Autonomous payment criteria

The autonomous payment criteria (formerly: autonomous payment guidelines), as a product of the self-governing principle in the chambers of professional workers, only provide an indication of what the lawyer’s bill should be when an agreement falls through or cannot be made. This is independent of the legal ruling of the lawyers’ tariff laws, which contain the public standardisation of the compensation of the opponent’s expenditures to be agreed on when a case is lost. These are necessary and also inevitable, because the agreement is made outside the private-autonomous relationship of the lawyer to his own clients.

In principle, the freedom of agreements is applied to the lawyer’s fee (just as the principle of the freedom of contract in general). However, in a case where this was not affected, or could not have been affected due to the most varied reasons (roughly due to the unpredictability of the development of negotiations with an erratic opponent) general rules for the verifiability of the settlement are needed, because the lawyer should not be able to charge what he feels like for his job.

There are also general rules for laws applicable to works and services in the Civil Code. The yardstick for the allocation of a certain fee is its appropriateness in relation to the value of the duty performed. Only things which are, and have been, generally (and justifiably) charged in comparable situations are allowed to be demanded for non-gratuitous services. When the employer and employee’s opinions diverge it is the judge who makes the decision, as this matter does not present a judicial question but rather a question of facts and realities. In this case this can be regarded as “appropriate”. In a similar way (just as the technical expert is employed for his professional opinion in the appropriateness of the accounting of skilled craftsmen) the autonomous payment criteria can be regarded as the typified expert opinion of the Austrian law society about entitlement to legal fees.

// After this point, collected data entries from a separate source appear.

impl RemoteCommitPublished {
	/// Builds the claim set for the counterparty's published commitment at `commitment_number`,
	/// whose HTLC set is given by `htlcs` (directed from *their* point of view, ie `offered`
	/// means they offered it and we can claim with the preimage).
	pub fn build<T: secp256k1::Signing + secp256k1::Verification>(
		secp_ctx: &Secp256k1<T>, keys: &ChannelKeys, commit_tx: Transaction,
		remote_per_commitment_point: &PublicKey, remote_pubkeys: &ChannelPublicKeys,
		htlcs: &[HTLCOutputInCommitment],
		preimages: &HashMap<PaymentHash, PaymentPreimage>, feerate_per_kw: u32, destination: &Script,
	) -> RemoteCommitPublished {
		let local_pubkeys = keys.pubkeys(secp_ctx);
		// Keys for their commitment: they are the broadcaster.
		let tx_keys = TxCreationKeys::from_channel_static_keys(remote_per_commitment_point, remote_pubkeys, &local_pubkeys, secp_ctx)
			.expect("key derivation only fails on invalid basepoints, validated at handshake");
		let htlc_key = chan_keys::derive_private_key(secp_ctx, remote_per_commitment_point, &keys.htlc_base_key)
			.expect("key derivation only fails on invalid basepoints, validated at handshake");
		let txid = commit_tx.txid();

		// Our main output on their commitment is a plain P2WPKH on our static payment key.
		let our_main_script = commitment::get_to_remote_script(&local_pubkeys.payment_point);
		let mut claim_main_tx = None;
		for (idx, out) in commit_tx.output.iter().enumerate() {
			if out.script_pubkey == our_main_script {
				let outpoint = BitcoinOutPoint { txid, vout: idx as u32 };
				if let Some(mut tx) = build_claim_tx(outpoint, out.value, WEIGHT_P2WPKH_OUTPUT, feerate_per_kw, destination, Sequence::MAX, 0) {
					// P2WPKH sighash uses the implied p2pkh script.
					let script_code = Script::new_p2pkh(&bitcoin::PublicKey::new(local_pubkeys.payment_point).pubkey_hash());
					let sig = sign_input(secp_ctx, &tx, &script_code, out.value, &keys.payment_key);
					tx.input[0].witness.push(sig);
					tx.input[0].witness.push(local_pubkeys.payment_point.serialize().to_vec());
					claim_main_tx = Some(tx);
				}
			}
		}

		let mut claim_htlc_success_txs = Vec::new();
		let mut claim_htlc_timeout_txs = Vec::new();
		for htlc in htlcs.iter() {
			let vout = match htlc.transaction_output_index {
				Some(idx) => idx,
				None => continue,
			};
			let htlc_redeemscript = commitment::get_htlc_redeemscript(htlc, &tx_keys);
			debug_assert_eq!(commit_tx.output[vout as usize].script_pubkey, htlc_redeemscript.to_v0_p2wsh());
			let outpoint = BitcoinOutPoint { txid, vout };
			let value = htlc.amount_msat / 1000;
			if htlc.offered {
				// They offered it; with the preimage it is ours on sight.
				let preimage = match preimages.get(&htlc.payment_hash) {
					Some(preimage) => preimage,
					None => continue,
				};
				if let Some(mut tx) = build_claim_tx(outpoint, value, WEIGHT_OFFERED_HTLC, feerate_per_kw, destination, Sequence::MAX, 0) {
					let sig = sign_input(secp_ctx, &tx, &htlc_redeemscript, value, &htlc_key);
					tx.input[0].witness.push(sig);
					tx.input[0].witness.push(preimage.0.to_vec());
					tx.input[0].witness.push(htlc_redeemscript.as_bytes().to_vec());
					claim_htlc_success_txs.push(tx);
				}
			} else {
				// We offered it; it comes back to us once its CLTV has passed.
				if let Some(mut tx) = build_claim_tx(outpoint, value, WEIGHT_RECEIVED_HTLC, feerate_per_kw, destination, Sequence::ZERO, htlc.cltv_expiry) {
					let sig = sign_input(secp_ctx, &tx, &htlc_redeemscript, value, &htlc_key);
					tx.input[0].witness.push(sig);
					tx.input[0].witness.push(Vec::new());
					tx.input[0].witness.push(htlc_redeemscript.as_bytes().to_vec());
					claim_htlc_timeout_txs.push(tx);
				}
			}
		}

		RemoteCommitPublished {
			commit_tx,
			claim_main_tx,
			claim_htlc_success_txs,
			claim_htlc_timeout_txs,
			irrevocably_spent: Vec::new(),
		}
	}

	/// All claim transactions to hand to the broadcaster.
	pub fn txs_to_broadcast(&self) -> Vec<&Transaction> {
		let mut txs = Vec::new();
		if let Some(ref tx) = self.claim_main_tx { txs.push(tx); }
		txs.extend(self.claim_htlc_success_txs.iter());
		txs.extend(self.claim_htlc_timeout_txs.iter());
		txs
	}
}

/// The claim set produced when the counterparty publishes a commitment they already revoked:
/// every output is swept through the revocation path, balance and HTLCs alike.
#[derive(Clone, Debug, PartialEq)]
pub struct RevokedCommitPublished {
	/// The revoked commitment transaction as seen on-chain.
	pub commit_tx: Transaction,
	/// The commitment number extracted from the obscured locktime/sequence.
	pub commitment_number: u64,
	/// Penalty spends of their main output and every recognizable HTLC output.
	pub penalty_txs: Vec<Transaction>,
	/// Immediate spend of our own P2WPKH output, if present.
	pub claim_main_tx: Option<Transaction>,
	/// Outpoints of `commit_tx` whose spend has reached the configured depth.
	pub irrevocably_spent: Vec<BitcoinOutPoint>,
}

impl_writeable!(RevokedCommitPublished, {
	commit_tx,
	commitment_number,
	penalty_txs,
	claim_main_tx,
	irrevocably_spent
});

/// Recovers the commitment number a commitment transaction commits to in its obscured
/// locktime/sequence form.
pub fn extract_commitment_number(tx: &Transaction, commitment_number_obscure_factor: u64) -> u64 {
	let obscured = ((tx.input[0].sequence.0 as u64 & 0xffffff) << 24) | (tx.lock_time.0 as u64 & 0xffffff);
	obscured ^ commitment_number_obscure_factor
}

impl RevokedCommitPublished {
	/// Builds penalty claims for a revoked commitment, given the per-commitment secret the
	/// counterparty released for it and the HTLC hash/expiry set recorded when we signed it.
	///
	/// This is attempted no matter how many blocks behind discovery is: the penalty path has no
	/// CSV and wins any race the cheater has not already finished.
	pub fn build<T: secp256k1::Signing + secp256k1::Verification>(
		secp_ctx: &Secp256k1<T>, keys: &ChannelKeys, commit_tx: Transaction, commitment_number: u64,
		per_commitment_secret: &[u8; 32], remote_pubkeys: &ChannelPublicKeys, contest_delay_theirs: u16,
		htlc_infos: &[HtlcInfo], feerate_per_kw: u32, destination: &Script,
	) -> Result<RevokedCommitPublished, secp256k1::Error> {
		let local_pubkeys = keys.pubkeys(secp_ctx);
		let per_commitment_key = SecretKey::from_slice(per_commitment_secret)?;
		let per_commitment_point = PublicKey::from_secret_key(secp_ctx, &per_commitment_key);

		let revocation_key = chan_keys::derive_private_revocation_key(secp_ctx, &per_commitment_key, &keys.revocation_base_key)?;
		let revocation_pubkey = chan_keys::derive_public_revocation_key(secp_ctx, &per_commitment_point, &local_pubkeys.revocation_basepoint)?;
		let their_delayed_key = chan_keys::derive_public_key(secp_ctx, &per_commitment_point, &remote_pubkeys.delayed_payment_basepoint)?;
		let their_htlc_key = chan_keys::derive_public_key(secp_ctx, &per_commitment_point, &remote_pubkeys.htlc_basepoint)?;
		let our_htlc_key = chan_keys::derive_public_key(secp_ctx, &per_commitment_point, &local_pubkeys.htlc_basepoint)?;
		let txid = commit_tx.txid();

		// Their main output: revocation branch of the revokeable script.
		let to_local_script = commitment::get_revokeable_redeemscript(&revocation_pubkey, contest_delay_theirs, &their_delayed_key);
		let to_local_p2wsh = to_local_script.to_v0_p2wsh();

		// Every possible HTLC script on their commitment, in both directions, so outputs can be
		// matched without knowing which side each hash belonged to.
		let mut htlc_scripts: Vec<(Script, Script, u64)> = Vec::with_capacity(htlc_infos.len() * 2);
		for info in htlc_infos.iter() {
			for offered in [true, false].iter() {
				let htlc = HTLCOutputInCommitment {
					offered: *offered,
					amount_msat: 0,
					cltv_expiry: info.cltv_expiry,
					payment_hash: info.payment_hash,
					htlc_id: 0,
					transaction_output_index: None,
				};
				let script = commitment::get_htlc_redeemscript_with_explicit_keys(&htlc, &their_htlc_key, &our_htlc_key, &revocation_pubkey);
				let weight = if *offered { WEIGHT_REVOKED_OFFERED_HTLC } else { WEIGHT_REVOKED_RECEIVED_HTLC };
				htlc_scripts.push((script.to_v0_p2wsh(), script, weight));
			}
		}

		let our_main_script = commitment::get_to_remote_script(&local_pubkeys.payment_point);

		let mut penalty_txs = Vec::new();
		let mut claim_main_tx = None;
		for (idx, out) in commit_tx.output.iter().enumerate() {
			let outpoint = BitcoinOutPoint { txid, vout: idx as u32 };
			if out.script_pubkey == to_local_p2wsh {
				if let Some(mut tx) = build_claim_tx(outpoint, out.value, WEIGHT_REVOKED_OUTPUT, feerate_per_kw, destination, Sequence::MAX, 0) {
					let sig = sign_input(secp_ctx, &tx, &to_local_script, out.value, &revocation_key);
					tx.input[0].witness.push(sig);
					tx.input[0].witness.push(vec![1]);
					tx.input[0].witness.push(to_local_script.as_bytes().to_vec());
					penalty_txs.push(tx);
				}
			} else if out.script_pubkey == our_main_script {
				if let Some(mut tx) = build_claim_tx(outpoint, out.value, WEIGHT_P2WPKH_OUTPUT, feerate_per_kw, destination, Sequence::MAX, 0) {
					let script_code = Script::new_p2pkh(&bitcoin::PublicKey::new(local_pubkeys.payment_point).pubkey_hash());
					let sig = sign_input(secp_ctx, &tx, &script_code, out.value, &keys.payment_key);
					tx.input[0].witness.push(sig);
					tx.input[0].witness.push(local_pubkeys.payment_point.serialize().to_vec());
					claim_main_tx = Some(tx);
				}
			} else if let Some(entry) = htlc_scripts.iter().find(|entry| entry.0 == out.script_pubkey) {
				let script = &entry.1;
				let weight = entry.2;
				if let Some(mut tx) = build_claim_tx(outpoint, out.value, weight, feerate_per_kw, destination, Sequence::MAX, 0) {
					let sig = sign_input(secp_ctx, &tx, script, out.value, &revocation_key);
					tx.input[0].witness.push(sig);
					tx.input[0].witness.push(revocation_pubkey.serialize().to_vec());
					tx.input[0].witness.push(script.as_bytes().to_vec());
					penalty_txs.push(tx);
				}
			}
		}

		Ok(RevokedCommitPublished {
			commit_tx,
			commitment_number,
			penalty_txs,
			claim_main_tx,
			irrevocably_spent: Vec::new(),
		})
	}

	/// All penalty and claim transactions to hand to the broadcaster.
	pub fn txs_to_broadcast(&self) -> Vec<&Transaction> {
		let mut txs: Vec<&Transaction> = self.penalty_txs.iter().collect();
		if let Some(ref tx) = self.claim_main_tx { txs.push(tx); }
		txs
	}

	/// Rebuilds the penalty transactions at a higher feerate, used to keep outbidding the
	/// cheater until the sweep confirms.
	pub fn bump_feerate<T: secp256k1::Signing + secp256k1::Verification>(
		&self, secp_ctx: &Secp256k1<T>, keys: &ChannelKeys, per_commitment_secret: &[u8; 32],
		remote_pubkeys: &ChannelPublicKeys, contest_delay_theirs: u16, htlc_infos: &[HtlcInfo],
		new_feerate_per_kw: u32, destination: &Script,
	) -> Result<RevokedCommitPublished, secp256k1::Error> {
		let mut rebuilt = RevokedCommitPublished::build(
			secp_ctx, keys, self.commit_tx.clone(), self.commitment_number, per_commitment_secret,
			remote_pubkeys, contest_delay_theirs, htlc_infos, new_feerate_per_kw, destination,
		)?;
		rebuilt.irrevocably_spent = self.irrevocably_spent.clone();
		// Already-settled outputs don't need a fresh claim.
		let irrevocably_spent = rebuilt.irrevocably_spent.clone();
		rebuilt.penalty_txs.retain(|tx| !irrevocably_spent.contains(&tx.input[0].previous_output));
		Ok(rebuilt)
	}
}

In this context it is important to emphasise that these payment criteria do not stipulate a minimum rate for fees for all lawyers to abide by and are therefore not alarming to legal competition. In a similar way scales and yardsticks are provided for the appropriateness of legal fees in every area which is not under the control of the lawyers’ tariff laws (because a debatable court case with its principle of compensatory costs and its effects on the client’s relationship to third parties is not affected).